Saved entries:
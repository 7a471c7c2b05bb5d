// Copyright 2026 the Clerestory Authors
// SPDX-License-Identifier: Apache-2.0 OR MIT

//! One context's selection: at most one item plus a revision counter.

/// The selection of a single context.
///
/// A slot holds at most one selected item. Mutations follow single-selection
/// semantics: setting an item displaces the previous one, and toggling an
/// unselected item replaces rather than extends. All mutating methods return
/// `true` only when the selection actually changed, and the revision counter
/// bumps exactly on those calls — a no-op (selecting the already-selected
/// item, clearing an empty slot) leaves both untouched.
///
/// The revision is local to one slot and monotonically increasing; observers
/// can compare revisions instead of item values to detect movement.
#[derive(Clone, Debug)]
pub struct SelectionSlot<T> {
    selected: Option<T>,
    revision: u64,
}

impl<T> SelectionSlot<T> {
    /// Creates an empty slot with revision 0.
    #[must_use]
    pub const fn new() -> Self {
        Self {
            selected: None,
            revision: 0,
        }
    }

    /// Returns a reference to the selected item, if any.
    #[must_use]
    pub const fn selected(&self) -> Option<&T> {
        self.selected.as_ref()
    }

    /// Returns `true` if nothing is selected.
    #[must_use]
    pub const fn is_empty(&self) -> bool {
        self.selected.is_none()
    }

    /// Returns the current revision counter.
    ///
    /// Starts at 0 and bumps once per semantic change.
    #[must_use]
    pub const fn revision(&self) -> u64 {
        self.revision
    }

    /// Clears the selection.
    ///
    /// Returns `true` if an item was deselected, `false` if the slot was
    /// already empty.
    pub fn clear(&mut self) -> bool {
        if self.selected.is_none() {
            return false;
        }
        self.selected = None;
        self.bump();
        true
    }

    fn bump(&mut self) {
        self.revision = self.revision.wrapping_add(1);
    }
}

impl<T> SelectionSlot<T>
where
    T: PartialEq,
{
    /// Returns `true` if `item` is the selected item.
    #[must_use]
    pub fn is_selected(&self, item: &T) -> bool {
        self.selected.as_ref() == Some(item)
    }

    /// Replaces the selection with `item`, or clears it for `None`.
    ///
    /// Any previously selected item is displaced. Returns `true` if the
    /// selection changed.
    pub fn set(&mut self, item: Option<T>) -> bool {
        if self.selected == item {
            return false;
        }
        self.selected = item;
        self.bump();
        true
    }

    /// Selects `item`, displacing any previous selection.
    ///
    /// Equivalent to `set(Some(item))`; this is the typical mapping for a
    /// plain pick.
    pub fn select(&mut self, item: T) -> bool {
        self.set(Some(item))
    }

    /// Toggles `item` under single-selection semantics.
    ///
    /// - If `item` is the selected item, the slot is cleared.
    /// - Otherwise `item` becomes the selection, displacing whatever was
    ///   selected before. Toggling never accumulates a second item.
    ///
    /// Always returns `true`: a toggle changes the selection by definition.
    pub fn toggle(&mut self, item: T) -> bool {
        if self.is_selected(&item) {
            self.selected = None;
        } else {
            self.selected = Some(item);
        }
        self.bump();
        true
    }
}

impl<T> Default for SelectionSlot<T> {
    fn default() -> Self {
        Self::new()
    }
}

#[cfg(test)]
mod tests {
    use super::*;

    #[test]
    fn empty_slot_basics() {
        let slot = SelectionSlot::<u32>::new();
        assert!(slot.is_empty());
        assert_eq!(slot.selected(), None);
        assert_eq!(slot.revision(), 0);
    }

    #[test]
    fn set_and_no_op_suppression() {
        let mut slot = SelectionSlot::new();

        assert!(slot.set(Some(1)));
        assert_eq!(slot.selected(), Some(&1));
        assert_eq!(slot.revision(), 1);

        // Re-selecting the same item is a no-op.
        assert!(!slot.set(Some(1)));
        assert_eq!(slot.revision(), 1);

        assert!(slot.set(Some(2)));
        assert_eq!(slot.selected(), Some(&2));
        assert_eq!(slot.revision(), 2);

        assert!(slot.set(None));
        assert!(slot.is_empty());
        assert!(!slot.set(None));
        assert_eq!(slot.revision(), 3);
    }

    #[test]
    fn clear_only_bumps_when_occupied() {
        let mut slot = SelectionSlot::<u32>::new();
        assert!(!slot.clear());
        assert_eq!(slot.revision(), 0);

        slot.select(5);
        assert!(slot.clear());
        assert!(slot.is_empty());
        assert_eq!(slot.revision(), 2);
    }

    #[test]
    fn toggle_replaces_then_clears() {
        let mut slot = SelectionSlot::new();

        assert!(slot.toggle(1));
        assert_eq!(slot.selected(), Some(&1));

        // Toggling a different item replaces, never accumulates.
        assert!(slot.toggle(2));
        assert_eq!(slot.selected(), Some(&2));

        assert!(slot.toggle(2));
        assert!(slot.is_empty());
        assert_eq!(slot.revision(), 3);
    }
}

#### The task
Answer with one number: how many lines of the entries above include the word "SelectionSlot".

#### Task result
8